1. Arithmetic Series#

1.1. Derivation#

Let us start by adding the integers from 1 to 5. The total is,

\[1 + 2 + 3 + 4 + 5 = 15\]

Rewrite the sum as,

\[(5 - 0) + (5 - 1) + (5 - 2) + (5 - 3) + (5 - 4) = 15.\]

Notice that, \(5 - 1\) is cancelled out by the \(-4\) in \((5 - 4)\). \((5 - 2)\) is cancelled out by \(-3\) in \((5 - 3)\). Therefore, the equation above can be simplified to,

\[5 + 5 + 5 = 15.\]

Now let us do the sum from 1 to 6.

\[(6 - 0) + (6 - 1) + (6 - 2) + (6 - 3) + (6 - 4) + (6 - 5).\]

This reduces down to,

\[(6 - 3) + 6 + 6 + 6.\]

The situation looks slightly different when the maximum number is even. Let us come up with a general rule for the sum when \(n\) is odd. Consider the follow sum,

\[(n - 0) + (n - 1) + (n - 2) + \dots + (n - (n - 1)).\]

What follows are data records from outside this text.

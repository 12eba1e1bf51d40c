//! Vector math over fixed-dimension embedding vectors.
//!
//! Every binary operation is dimension-checked and fails with
//! [`ValidationError::DimensionMismatch`] instead of silently truncating.
//! Accumulation happens in `f64` so 1536-wide sums stay accurate.
//!
//! [`cosine_similarity`] is remapped from the natural `[-1, 1]` range to
//! `[0, 1]` so it can be combined directly with keyword scores by the
//! [hybrid scorer](crate::hybrid).

use crate::error::ValidationError;

/// Dimension produced by the default embedding model.
pub const DEFAULT_DIMENSIONS: usize = 1536;

/// Fail unless `v` has exactly `expected` components.
pub fn validate_dimensions(v: &[f32], expected: usize) -> Result<(), ValidationError> {
    if v.len() != expected {
        return Err(ValidationError::DimensionMismatch {
            expected,
            got: v.len(),
        });
    }
    Ok(())
}

fn check_same_len(a: &[f32], b: &[f32]) -> Result<(), ValidationError> {
    validate_dimensions(b, a.len())
}

/// Euclidean length of `v`.
pub fn magnitude(v: &[f32]) -> f64 {
    v.iter().map(|x| (*x as f64) * (*x as f64)).sum::<f64>().sqrt()
}

pub fn dot_product(a: &[f32], b: &[f32]) -> Result<f64, ValidationError> {
    check_same_len(a, b)?;
    Ok(a.iter()
        .zip(b.iter())
        .map(|(x, y)| (*x as f64) * (*y as f64))
        .sum())
}

pub fn euclidean_distance(a: &[f32], b: &[f32]) -> Result<f64, ValidationError> {
    check_same_len(a, b)?;
    Ok(a.iter()
        .zip(b.iter())
        .map(|(x, y)| {
            let d = (*x as f64) - (*y as f64);
            d * d
        })
        .sum::<f64>()
        .sqrt())
}

/// Cosine similarity remapped to `[0.0, 1.0]`.
///
/// ```text
///                 a · b
/// raw = ─────────────────────      score = clamp((raw + 1) / 2, 0, 1)
///          ‖a‖ × ‖b‖
/// ```
///
/// - `1.0` = identical direction
/// - `0.5` = orthogonal
/// - `0.0` = opposite direction
///
/// Returns `0.0` if either vector has zero magnitude.
pub fn cosine_similarity(a: &[f32], b: &[f32]) -> Result<f64, ValidationError> {
    check_same_len(a, b)?;

    let mut dot = 0.0f64;
    let mut norm_a = 0.0f64;
    let mut norm_b = 0.0f64;

    for (x, y) in a.iter().zip(b.iter()) {
        let (x, y) = (*x as f64, *y as f64);
        dot += x * y;
        norm_a += x * x;
        norm_b += y * y;
    }

    let denom = norm_a.sqrt() * norm_b.sqrt();
    if denom < f64::EPSILON {
        return Ok(0.0);
    }

    let raw = dot / denom;
    Ok(((raw + 1.0) / 2.0).clamp(0.0, 1.0))
}

/// Scale `v` to unit length.
pub fn normalize_vector(v: &[f32]) -> Result<Vec<f32>, ValidationError> {
    let mag = magnitude(v);
    if mag < f64::EPSILON {
        return Err(ValidationError::ZeroVector);
    }
    Ok(v.iter().map(|x| ((*x as f64) / mag) as f32).collect())
}

#[cfg(test)]
mod tests {
    use super::*;

    #[test]
    fn test_cosine_identical() {
        let v = vec![1.0, 2.0, 3.0];
        let sim = cosine_similarity(&v, &v).unwrap();
        assert!((sim - 1.0).abs() < 1e-9);
    }

    #[test]
    fn test_cosine_orthogonal_maps_to_half() {
        let a = vec![1.0, 0.0, 0.0];
        let b = vec![0.0, 1.0, 0.0];
        let sim = cosine_similarity(&a, &b).unwrap();
        assert!((sim - 0.5).abs() < 1e-9);
    }

    #[test]
    fn test_cosine_opposite_maps_to_zero() {
        let a = vec![1.0, 0.0];
        let b = vec![-1.0, 0.0];
        let sim = cosine_similarity(&a, &b).unwrap();
        assert!(sim.abs() < 1e-9);
    }

    #[test]
    fn test_cosine_symmetric() {
        let a = vec![0.3, -1.2, 4.0, 0.01];
        let b = vec![2.5, 0.7, -0.4, 9.0];
        let ab = cosine_similarity(&a, &b).unwrap();
        let ba = cosine_similarity(&b, &a).unwrap();
        assert_eq!(ab, ba);
    }

    #[test]
    fn test_cosine_zero_vector() {
        let a = vec![0.0, 0.0];
        let b = vec![1.0, 2.0];
        assert_eq!(cosine_similarity(&a, &b).unwrap(), 0.0);
    }

    #[test]
    fn test_cosine_different_lengths() {
        let err = cosine_similarity(&[1.0, 2.0], &[1.0]).unwrap_err();
        assert_eq!(
            err,
            ValidationError::DimensionMismatch {
                expected: 2,
                got: 1
            }
        );
    }

    #[test]
    fn test_normalize_unit_magnitude() {
        let v: Vec<f32> = (0..DEFAULT_DIMENSIONS).map(|i| (i % 7) as f32 - 3.0).collect();
        let n = normalize_vector(&v).unwrap();
        assert!((magnitude(&n) - 1.0).abs() < 1e-5);
    }

    #[test]
    fn test_normalize_zero_fails() {
        assert_eq!(
            normalize_vector(&[0.0, 0.0, 0.0]).unwrap_err(),
            ValidationError::ZeroVector
        );
    }

    #[test]
    fn test_dot_and_distance() {
        let a = vec![1.0, 2.0, 3.0];
        let b = vec![4.0, 5.0, 6.0];
        assert!((dot_product(&a, &b).unwrap() - 32.0).abs() < 1e-9);
        assert!((euclidean_distance(&a, &b).unwrap() - 27.0f64.sqrt()).abs() < 1e-9);
        assert!(dot_product(&a, &[1.0]).is_err());
        assert!(euclidean_distance(&a, &[1.0]).is_err());
    }

    #[test]
    fn test_validate_dimensions() {
        assert!(validate_dimensions(&vec![0.0; DEFAULT_DIMENSIONS], DEFAULT_DIMENSIONS).is_ok());
        assert!(validate_dimensions(&vec![0.0; 384], DEFAULT_DIMENSIONS).is_err());
    }
}
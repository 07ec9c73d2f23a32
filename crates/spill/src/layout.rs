use spillway_common::{PartitionId, QueryId, SpillId};

pub fn spill_set_dir(query_id: QueryId, spill_id: SpillId) -> String {
    format!("spill/{query_id}/{spill_id}")
}

pub fn partition_path(query_id: QueryId, spill_id: SpillId, partition: PartitionId) -> String {
    format!(
        "{}/part-{partition}.arrow",
        spill_set_dir(query_id, spill_id)
    )
}

/// What one `write_partition` call put on disk.
#[derive(Debug, Clone, PartialEq, Eq)]
pub struct SpillPartitionMeta {
    pub partition: PartitionId,
    /// Path relative to the spill root.
    pub file: String,
    pub bytes: u64,
    pub rows: u64,
    pub chunks: u64,
}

Since \(n\) is odd, not including \((n - 0)\), there are an even number of remaining terms since \(n - 1\) must be even.

Notice that \((n - 1)\) is cancelled out by \(- (n - 1)\) from \((n - (n - 1))\). In fact all terms \(n - i\) where \(i \leq (n - 1) / 2\) will be cancelled out by its corresponding term in \(n - (n - i)\) for \(i \gt (n - 1) / 2\). Let us prove this for the case where \(i = (n - 1) / 2\), which is the midpoint. In this case on the left side, we have,

\[n - \frac{n - 1}{2} = \frac{n + 1}{2}.\]

Its corresponding term on the right will be \(i = (n - 1) / 2 + 1\). Resulting in,

\[n - (\frac{n - 1}{2} + 1) = n - (\frac{n + 1}{2})\]

The terms therefore cancel. Cancelling out all these terms leaves us with,

\[n + \frac{n - 1}{2}n = \frac{n^2 - n + 2n}{n} = \frac{n(n + 1)}{2}\]

Now let us consider the cases were \(n\) is even. Again we have the same sum,

\[(n - 0) + (n - 1) + (n - 2) + \dots + (n - (n - 1)).\]

But if we ignore the first term there are an odd number of remaining terms meaning there will be one term left when we cancel everything out. The term that is left over will be,

\[n - \left( \frac{n - 2}{2} + 1 \right).\]

The fraction here is floored midpoint. Cancelling everything out again means that in the end we have,

\[\begin{split}\begin{align} & n + \left(n - \left( \frac{n - 2}{2} + 1 \right) \right) + \frac{n - 2}{2} n \\ = & n + \frac{n}{2} + \frac{n^2 - 2n}{2} \\ = & \frac{2n + n + n^2 - 2n}{2} \\ = & \frac{n(n + 1)}{2} \end{align}\end{split}\]

So, it does not matter \(n\) is even or odd, we still get the same result.

In summary, the formula is,

\[\sum_{k = 1}^n k = \frac{n(n + 1)}{2}\]

1.2. Simpler Proof#

The proof above is more complicated than it needs to be and in fact there is a much simpler proof. Consider the following sum.

\[S_n = 1 + 2 + \dots + n.\]

Consider the same sum in reverse order.

\[S_n = n + (n - 1) + \dots + 1.\]

Add the two together.

\[\begin{split}\begin{align} S_n + S_n & = n + ((n - 1) + 1) + ((n - 2) + 2) + \dots (1 + (n - 1)) + n \\ & = n + n + n + \dots n + n \\ & = n(n + 1) \\ \end{align}\end{split}\]

Therefore,

\[\begin{split}\begin{align} 2 S_n & = n(n + 1) \\ S_n & = \frac{n(n + 1)}{2} \\ \end{align}\end{split}\]

And finally,

\[\begin{equation} \sum_{k = 1}^n = \frac{n(n + 1)}{2} \end{equation}\]